**Task:**
Please copy every line from the following entries in which the word "stored" appears.

**Dataset extract:**
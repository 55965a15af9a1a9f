// Copyright (C) 2026  Caprica Software Limited
//
// This program is free software: you can redistribute it and/or modify
// it under the terms of the GNU General Public License as published by
// the Free Software Foundation, either version 3 of the License, or
// (at your option) any later version.
//
// This program is distributed in the hope that it will be useful,
// but WITHOUT ANY WARRANTY; without even the implied warranty of
// MERCHANTABILITY or FITNESS FOR A PARTICULAR PURPOSE.  See the
// GNU General Public License for more details.
//
// You should have received a copy of the GNU General Public License
// along with this program.  If not, see <https://www.gnu.org/licenses/>.

//! # Discography Downloader.
//!
//! Downloads the complete discography of every artist named in a list, from a
//! remote music catalog.
//!
//! A run follows a strict setup-run-teardown pattern:
//!
//! * **Setup**: configuration is loaded, the catalog session is opened (a
//!   rejected credential ends the run before any work) and the download
//!   history is read.
//! * **Run**: artists are resolved one at a time, then each artist's tracks
//!   are downloaded by a pool of worker threads. Tracks the history already
//!   holds are skipped.
//! * **Teardown**: the history is written back to disk. This also happens
//!   when the run is interrupted, so finished downloads are never forgotten.

mod client;
mod config;
mod history;
mod input;
mod model;
mod progress;
mod summary;
mod tasks;
mod util;

use anyhow::{Context, Result};
use clap::Parser;
use std::{
    io::IsTerminal,
    path::PathBuf,
    process::ExitCode,
    sync::{
        Arc,
        atomic::{AtomicBool, Ordering},
    },
};
use tracing::{error, info, level_filters::LevelFilter, warn};
use tracing_subscriber::{EnvFilter, layer::SubscriberExt, util::SubscriberInitExt};

use crate::{
    client::{CatalogClient, Quality, deezer::DeezerClient},
    config::AppConfig,
    history::History,
    model::EntityKind,
    progress::{ConsoleProgress, DownloadProgress, NoProgress},
    tasks::Orchestrator,
};

// Conventional exit status for a process stopped by SIGINT.
const INTERRUPTED_EXIT_CODE: u8 = 130;

#[derive(Parser, Debug)]
#[clap(version, about)]
struct CliArgs {
    /// File with one artist name per line.
    #[clap(default_value = "list.txt")]
    pub artist_list: PathBuf,

    /// Catalog access token.
    #[clap(long, env = "CHOOGET_TOKEN", hide_env_values = true)]
    pub token: String,

    /// Number of tracks downloaded concurrently.
    #[clap(short, long)]
    pub workers: Option<usize>,

    /// Path of the download history file.
    #[clap(long)]
    pub history_file: Option<PathBuf>,

    /// Directory downloads are written to.
    #[clap(short = 'o', long)]
    pub download_dir: Option<PathBuf>,

    /// Maximum number of artists to process.
    #[clap(short = 'n', long)]
    pub limit: Option<usize>,

    /// Audio quality to download.
    #[clap(long, value_enum)]
    pub quality: Option<Quality>,

    /// Seconds to wait for a single track before giving up on it.
    #[clap(long)]
    pub unit_timeout: Option<u64>,

    /// Skip artists the history marks as completely downloaded, without
    /// searching for them.
    #[clap(long)]
    pub skip_completed_artists: bool,

    /// Store the effective settings (excluding the token) as the new defaults.
    #[clap(long)]
    pub save_config: bool,
}

impl CliArgs {
    /// Overlays the command line on top of the stored configuration.
    fn apply(&self, config: &mut AppConfig) {
        if let Some(workers) = self.workers {
            config.workers = workers;
        }
        if let Some(history_file) = &self.history_file {
            config.history_file = history_file.clone();
        }
        if let Some(download_dir) = &self.download_dir {
            config.download_dir = download_dir.clone();
        }
        if let Some(limit) = self.limit {
            config.artist_limit = Some(limit);
        }
        if let Some(quality) = self.quality {
            config.quality = quality;
        }
        if let Some(unit_timeout) = self.unit_timeout {
            config.unit_timeout_secs = unit_timeout;
        }
        if self.skip_completed_artists {
            config.skip_completed_artists = true;
        }
    }
}

/// The entry point of the application.
///
/// Failing to read the artist list or to authenticate ends the run with an
/// error. Individual artists and tracks that fail are reported but do not.
fn main() -> Result<ExitCode> {
    let cli_args = CliArgs::parse();

    tracing_subscriber::registry()
        .with(tracing_subscriber::fmt::layer().with_writer(std::io::stderr))
        .with(
            EnvFilter::builder()
                .with_default_directive(LevelFilter::INFO.into())
                .with_env_var("LOG_LEVEL")
                .from_env_lossy(),
        )
        .try_init()
        .context("Failed to initialise logging")?;

    let mut config = config::load_config();
    cli_args.apply(&mut config);

    if cli_args.save_config {
        config::save_config(&config).context("Failed to save configuration")?;
        info!("Configuration saved");
    }

    let names = input::read_artist_list(&cli_args.artist_list)?;
    info!("{} artists listed in {:?}", names.len(), cli_args.artist_list);

    let client = DeezerClient::new(config.request_timeout())
        .context("Failed to initialise catalog client")?;
    let session = client
        .authenticate(&cli_args.token)
        .context("Failed to authenticate")?;
    info!("Logged in as {} ({})", session.user_name, session.user_id);

    let history = History::load(&config.history_file);

    let cancel = Arc::new(AtomicBool::new(false));
    let handler_cancel = Arc::clone(&cancel);
    ctrlc::set_handler(move || {
        if !handler_cancel.swap(true, Ordering::SeqCst) {
            warn!("Interrupted, finishing in-flight downloads and writing history...");
        }
    })
    .context("Failed to install interrupt handler")?;

    let progress: Box<dyn DownloadProgress> = if std::io::stderr().is_terminal() {
        Box::new(ConsoleProgress::new())
    } else {
        Box::new(NoProgress)
    };

    let mut orchestrator = Orchestrator::new(
        Arc::new(client),
        history,
        config.download_settings(),
        Arc::clone(&cancel),
        progress,
    );

    let summary = orchestrator.run(&names);
    info!(
        "History holds {} tracks, {} albums and {} artists",
        orchestrator.history().count(EntityKind::Track),
        orchestrator.history().count(EntityKind::Album),
        orchestrator.history().count(EntityKind::Artist)
    );

    // Written whatever happened above, an unwritten history loses finished work.
    let history = orchestrator.into_history();
    if let Err(e) = history.persist() {
        error!("Failed to write history to {:?}: {:#}", history.path(), e);
    }

    info!("{}", summary);

    if summary.interrupted {
        return Ok(ExitCode::from(INTERRUPTED_EXIT_CODE));
    }

    Ok(ExitCode::SUCCESS)
}
// Copyright (C) 2026  Caprica Software Limited
//
// This program is free software: you can redistribute it and/or modify
// it under the terms of the GNU General Public License as published by
// the Free Software Foundation, either version 3 of the License, or
// (at your option) any later version.
//
// This program is distributed in the hope that it will be useful,
// but WITHOUT ANY WARRANTY; without even the implied warranty of
// MERCHANTABILITY or FITNESS FOR A PARTICULAR PURPOSE.  See the
// GNU General Public License for more details.
//
// You should have received a copy of the GNU General Public License
// along with this program.  If not, see <https://www.gnu.org/licenses/>.

//! Application configuration.
//!
//! This module manages the application configuration file. Values stored
//! there are defaults; anything given on the command line wins.

use std::{path::PathBuf, time::Duration};

use serde::{Deserialize, Serialize};
use tracing::warn;

use crate::{client::Quality, tasks::DownloadSettings};

const CONFIG_NAME: &str = "chooget";

#[derive(Serialize, Deserialize, Debug, Clone, PartialEq)]
#[serde(default)]
pub struct AppConfig {
    pub version: u32,
    /// Number of concurrent track downloads.
    pub workers: usize,
    pub history_file: PathBuf,
    pub download_dir: PathBuf,
    /// Maximum number of artists to resolve per run.
    pub artist_limit: Option<usize>,
    pub quality: Quality,
    pub unit_timeout_secs: u64,
    pub request_timeout_secs: u64,
    pub skip_completed_artists: bool,
}

impl Default for AppConfig {
    fn default() -> Self {
        Self {
            version: 1,
            workers: 8,
            history_file: PathBuf::from("history.json"),
            download_dir: PathBuf::from("music"),
            artist_limit: None,
            quality: Quality::default(),
            unit_timeout_secs: 600,
            request_timeout_secs: 60,
            skip_completed_artists: false,
        }
    }
}

impl AppConfig {
    pub fn request_timeout(&self) -> Duration {
        Duration::from_secs(self.request_timeout_secs)
    }

    pub(crate) fn download_settings(&self) -> DownloadSettings {
        DownloadSettings {
            download_dir: self.download_dir.clone(),
            workers: self.workers.max(1),
            quality: self.quality,
            unit_timeout: Duration::from_secs(self.unit_timeout_secs),
            artist_limit: self.artist_limit,
            skip_completed_artists: self.skip_completed_artists,
        }
    }
}

pub fn load_config() -> AppConfig {
    match confy::load(CONFIG_NAME, None) {
        Ok(config) => config,
        Err(e) => {
            warn!("Failed to load configuration, using defaults: {}", e);
            AppConfig::default()
        }
    }
}

pub fn save_config(cfg: &AppConfig) -> Result<(), confy::ConfyError> {
    confy::store(CONFIG_NAME, None, cfg)
}

#[cfg(test)]
mod tests {
    use super::*;

    #[test]
    fn settings_follow_configuration() {
        let config = AppConfig {
            workers: 3,
            artist_limit: Some(10),
            unit_timeout_secs: 5,
            ..Default::default()
        };

        let settings = config.download_settings();
        assert_eq!(settings.workers, 3);
        assert_eq!(settings.artist_limit, Some(10));
        assert_eq!(settings.unit_timeout, Duration::from_secs(5));
        assert_eq!(settings.download_dir, PathBuf::from("music"));
    }

    #[test]
    fn worker_count_is_at_least_one() {
        let config = AppConfig {
            workers: 0,
            ..Default::default()
        };
        assert_eq!(config.download_settings().workers, 1);
    }

    #[test]
    fn missing_fields_take_defaults() {
        let config: AppConfig =
            serde_json::from_str(r#"{ "workers": 2, "quality": "mp3-320" }"#).unwrap();

        assert_eq!(config.workers, 2);
        assert_eq!(config.quality, Quality::Mp3_320);
        assert_eq!(config.history_file, PathBuf::from("history.json"));
    }
}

**Written response:**
    /// Overlays the command line on top of the stored configuration.
//! This module manages the application configuration file. Values stored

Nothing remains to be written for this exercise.